DATA SUPPLIED: Begin

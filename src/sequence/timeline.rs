//! Default step calendars per campaign mode.

use crate::types::{CampaignMode, EmailStepType, LinkedInStepType};

/// Email-only default calendar.
const EMAIL_DAYS: &[(u32, EmailStepType)] = &[
    (1, EmailStepType::Initial),
    (3, EmailStepType::ValueAdd),
    (5, EmailStepType::Bump),
    (7, EmailStepType::CaseStudy),
    (12, EmailStepType::ValueAdd),
    (15, EmailStepType::Referral),
    (21, EmailStepType::Bump),
];

/// Multi-channel email days differ from email-only in the back half.
const MULTI_EMAIL_DAYS: &[(u32, EmailStepType)] = &[
    (1, EmailStepType::Initial),
    (3, EmailStepType::ValueAdd),
    (5, EmailStepType::Bump),
    (12, EmailStepType::CaseStudy),
    (15, EmailStepType::ValueAdd),
    (18, EmailStepType::Bump),
    (21, EmailStepType::Referral),
];

/// LinkedIn-only default calendar.
const LINKEDIN_DAYS: &[(u32, LinkedInStepType, bool)] = &[
    (1, LinkedInStepType::ConnectionRequest, false),
    (3, LinkedInStepType::Message, true),
    (7, LinkedInStepType::Message, true),
    (14, LinkedInStepType::Message, true),
];

/// Multi-channel LinkedIn touches interleave with the email calendar.
const MULTI_LINKEDIN_DAYS: &[(u32, LinkedInStepType, bool)] = &[
    (1, LinkedInStepType::ConnectionRequest, false),
    (3, LinkedInStepType::Message, true),
    (7, LinkedInStepType::Message, true),
    (15, LinkedInStepType::Message, true),
];

/// One planned email slot.
#[derive(Debug, Clone, Copy, PartialEq, Eq)]
pub struct EmailSlot {
    /// Day offset from sequence start.
    pub day: u32,
    /// Step archetype.
    pub step_type: EmailStepType,
}

/// One planned LinkedIn slot.
#[derive(Debug, Clone, Copy, PartialEq, Eq)]
pub struct LinkedInSlot {
    /// Day offset from sequence start.
    pub day: u32,
    /// Step archetype.
    pub step_type: LinkedInStepType,
    /// Whether the slot needs an accepted connection.
    pub requires_connection: bool,
}

/// Email slots for a mode and step count. Counts beyond the default
/// calendar extend at three-day intervals.
pub fn email_slots(mode: CampaignMode, count: u32) -> Vec<EmailSlot> {
    if !mode.has_email() {
        return Vec::new();
    }
    let table = if mode == CampaignMode::MultiChannel {
        MULTI_EMAIL_DAYS
    } else {
        EMAIL_DAYS
    };
    let mut slots = Vec::new();
    let mut last_day = 0u32;
    for i in 0..count {
        let slot = match table.get(usize::try_from(i).unwrap_or(usize::MAX)) {
            Some(&(day, step_type)) => EmailSlot { day, step_type },
            None => EmailSlot {
                day: last_day.saturating_add(3),
                step_type: EmailStepType::Bump,
            },
        };
        last_day = slot.day;
        slots.push(slot);
    }
    slots
}

/// LinkedIn slots for a mode and step count.
pub fn linkedin_slots(mode: CampaignMode, count: u32) -> Vec<LinkedInSlot> {
    if !mode.has_linkedin() {
        return Vec::new();
    }
    let table = if mode == CampaignMode::MultiChannel {
        MULTI_LINKEDIN_DAYS
    } else {
        LINKEDIN_DAYS
    };
    let mut slots = Vec::new();
    let mut last_day = 0u32;
    for i in 0..count {
        let slot = match table.get(usize::try_from(i).unwrap_or(usize::MAX)) {
            Some(&(day, step_type, requires_connection)) => LinkedInSlot {
                day,
                step_type,
                requires_connection,
            },
            None => LinkedInSlot {
                day: last_day.saturating_add(7),
                step_type: LinkedInStepType::Message,
                requires_connection: true,
            },
        };
        last_day = slot.day;
        slots.push(slot);
    }
    slots
}

/// Render a calendar block for the generation prompt.
pub fn render_timeline(mode: CampaignMode, email_count: u32, linkedin_count: u32) -> String {
    let mut out = String::new();
    for (i, slot) in email_slots(mode, email_count).iter().enumerate() {
        out.push_str(&format!(
            "- Day {}: email {} ({:?})\n",
            slot.day,
            i.saturating_add(1),
            slot.step_type
        ));
    }
    for (i, slot) in linkedin_slots(mode, linkedin_count).iter().enumerate() {
        out.push_str(&format!(
            "- Day {}: linkedin {} ({:?}{})\n",
            slot.day,
            i.saturating_add(1),
            slot.step_type,
            if slot.requires_connection {
                ", requires connection"
            } else {
                ""
            }
        ));
    }
    out
}
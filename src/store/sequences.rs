//! Sequence persistence and review-attempt idempotency.

use sqlx::Row;

use crate::types::{
    CampaignMode, EmailStep, LinkedInStep, Sequence, SequenceStatus, SequenceStrategy,
};

use super::{Store, StoreError};

/// Fields of a freshly generated sequence, before it has a row id.
#[derive(Debug, Clone)]
pub struct NewSequence {
    /// Owning tenant.
    pub tenant_id: i64,
    /// Lead the sequence targets.
    pub lead_id: i64,
    /// Campaign it belongs to.
    pub campaign_id: i64,
    /// Channel mode.
    pub mode: CampaignMode,
    /// Ordered email steps.
    pub email_steps: Vec<EmailStep>,
    /// Ordered LinkedIn steps.
    pub linkedin_steps: Vec<LinkedInStep>,
    /// Generation strategy.
    pub strategy: SequenceStrategy,
    /// Revision attempts already consumed (0 for first generation).
    pub revision_count: u32,
    /// Prompt version that produced the sequence.
    pub prompt_version_id: Option<i64>,
}

impl Store {
    /// Insert a generated sequence in `Pending` review state.
    ///
    /// # Errors
    ///
    /// Returns [`StoreError::Database`] on query failure.
    pub async fn insert_sequence(&self, seq: &NewSequence) -> Result<i64, StoreError> {
        let result = sqlx::query(
            "INSERT INTO sequences (tenant_id, lead_id, campaign_id, mode, email_steps, \
             linkedin_steps, strategy, revision_count, status, prompt_version_id) \
             VALUES (?1, ?2, ?3, ?4, ?5, ?6, ?7, ?8, 'pending', ?9)",
        )
        .bind(seq.tenant_id)
        .bind(seq.lead_id)
        .bind(seq.campaign_id)
        .bind(seq.mode.as_str())
        .bind(serde_json::to_string(&seq.email_steps)?)
        .bind(serde_json::to_string(&seq.linkedin_steps)?)
        .bind(serde_json::to_string(&seq.strategy)?)
        .bind(i64::from(seq.revision_count))
        .bind(seq.prompt_version_id)
        .execute(self.pool())
        .await?;
        Ok(result.last_insert_rowid())
    }

    /// Fetch a sequence by id, scoped to a tenant.
    ///
    /// # Errors
    ///
    /// Returns [`StoreError::NotFound`] when no such sequence exists.
    pub async fn get_sequence(
        &self,
        tenant_id: i64,
        sequence_id: i64,
    ) -> Result<Sequence, StoreError> {
        let row = sqlx::query("SELECT * FROM sequences WHERE id = ?1 AND tenant_id = ?2")
            .bind(sequence_id)
            .bind(tenant_id)
            .fetch_optional(self.pool())
            .await?
            .ok_or(StoreError::NotFound {
                entity: "sequence",
                id: sequence_id,
            })?;
        sequence_from_row(&row)
    }

    /// The most recent sequence for a lead, if any.
    ///
    /// # Errors
    ///
    /// Returns [`StoreError::Database`] on query failure.
    pub async fn latest_sequence_for_lead(
        &self,
        tenant_id: i64,
        lead_id: i64,
    ) -> Result<Option<Sequence>, StoreError> {
        let row = sqlx::query(
            "SELECT * FROM sequences WHERE tenant_id = ?1 AND lead_id = ?2 \
             ORDER BY id DESC LIMIT 1",
        )
        .bind(tenant_id)
        .bind(lead_id)
        .fetch_optional(self.pool())
        .await?;
        row.as_ref().map(sequence_from_row).transpose()
    }

    /// Whether a non-terminal-review sequence already exists for the
    /// (lead, campaign) pair. Guards the one-open-sequence invariant.
    ///
    /// # Errors
    ///
    /// Returns [`StoreError::Database`] on query failure.
    pub async fn has_open_sequence(
        &self,
        tenant_id: i64,
        lead_id: i64,
        campaign_id: i64,
    ) -> Result<bool, StoreError> {
        let row = sqlx::query(
            "SELECT COUNT(*) AS n FROM sequences \
             WHERE tenant_id = ?1 AND lead_id = ?2 AND campaign_id = ?3 \
             AND status IN ('pending', 'revising')",
        )
        .bind(tenant_id)
        .bind(lead_id)
        .bind(campaign_id)
        .fetch_one(self.pool())
        .await?;
        let n: i64 = row.try_get("n")?;
        Ok(n > 0)
    }

    /// Replace a sequence's generated content after a revision and put it
    /// back into `Pending` review.
    ///
    /// # Errors
    ///
    /// Returns [`StoreError::Database`] on query failure.
    pub async fn update_sequence_content(
        &self,
        tenant_id: i64,
        sequence_id: i64,
        email_steps: &[EmailStep],
        linkedin_steps: &[LinkedInStep],
        strategy: &SequenceStrategy,
        revision_count: u32,
    ) -> Result<(), StoreError> {
        sqlx::query(
            "UPDATE sequences SET email_steps = ?1, linkedin_steps = ?2, strategy = ?3, \
             revision_count = ?4, status = 'pending', updated_at = datetime('now') \
             WHERE id = ?5 AND tenant_id = ?6",
        )
        .bind(serde_json::to_string(email_steps)?)
        .bind(serde_json::to_string(linkedin_steps)?)
        .bind(serde_json::to_string(strategy)?)
        .bind(i64::from(revision_count))
        .bind(sequence_id)
        .bind(tenant_id)
        .execute(self.pool())
        .await?;
        Ok(())
    }

    /// Persist the reviewer's outcome on the sequence row.
    ///
    /// # Errors
    ///
    /// Returns [`StoreError::Database`] on query failure.
    pub async fn set_sequence_review(
        &self,
        tenant_id: i64,
        sequence_id: i64,
        score: Option<f64>,
        decision: &str,
        status: SequenceStatus,
    ) -> Result<(), StoreError> {
        sqlx::query(
            "UPDATE sequences SET review_score = ?1, review_decision = ?2, status = ?3, \
             updated_at = datetime('now') WHERE id = ?4 AND tenant_id = ?5",
        )
        .bind(score)
        .bind(decision)
        .bind(status.as_str())
        .bind(sequence_id)
        .bind(tenant_id)
        .execute(self.pool())
        .await?;
        Ok(())
    }

    /// Record one review attempt. Returns `false` when the (sequence,
    /// attempt) pair was already recorded — the duplicate is a no-op.
    ///
    /// # Errors
    ///
    /// Returns [`StoreError::Database`] on query failure.
    pub async fn record_review_attempt(
        &self,
        tenant_id: i64,
        sequence_id: i64,
        attempt: u32,
        decision: &str,
        score: Option<f64>,
        verdict: &serde_json::Value,
    ) -> Result<bool, StoreError> {
        let result = sqlx::query(
            "INSERT OR IGNORE INTO sequence_reviews \
             (tenant_id, sequence_id, attempt, decision, score, verdict) \
             VALUES (?1, ?2, ?3, ?4, ?5, ?6)",
        )
        .bind(tenant_id)
        .bind(sequence_id)
        .bind(i64::from(attempt))
        .bind(decision)
        .bind(score)
        .bind(verdict.to_string())
        .execute(self.pool())
        .await?;
        Ok(result.rows_affected() > 0)
    }
}

fn sequence_from_row(row: &sqlx::sqlite::SqliteRow) -> Result<Sequence, StoreError> {
    let mode: &str = row.try_get("mode")?;
    let status: &str = row.try_get("status")?;
    let revision_count: i64 = row.try_get("revision_count")?;
    Ok(Sequence {
        id: row.try_get("id")?,
        tenant_id: row.try_get("tenant_id")?,
        lead_id: row.try_get("lead_id")?,
        campaign_id: row.try_get("campaign_id")?,
        mode: CampaignMode::parse(mode)?,
        email_steps: serde_json::from_str(row.try_get("email_steps")?)?,
        linkedin_steps: serde_json::from_str(row.try_get("linkedin_steps")?)?,
        strategy: serde_json::from_str(row.try_get("strategy")?)?,
        review_score: row.try_get("review_score")?,
        review_decision: row.try_get("review_decision")?,
        revision_count: u32::try_from(revision_count).unwrap_or(0),
        status: SequenceStatus::parse(status)?,
        prompt_version_id: row.try_get("prompt_version_id")?,
    })
}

DATA SUPPLIED: End

Which lines in the data above hold the word "ValueAdd"? Return each of them.

### RESPONSE TO THE EXERCISE
    (3, EmailStepType::ValueAdd),
    (12, EmailStepType::ValueAdd),
    (3, EmailStepType::ValueAdd),
    (15, EmailStepType::ValueAdd),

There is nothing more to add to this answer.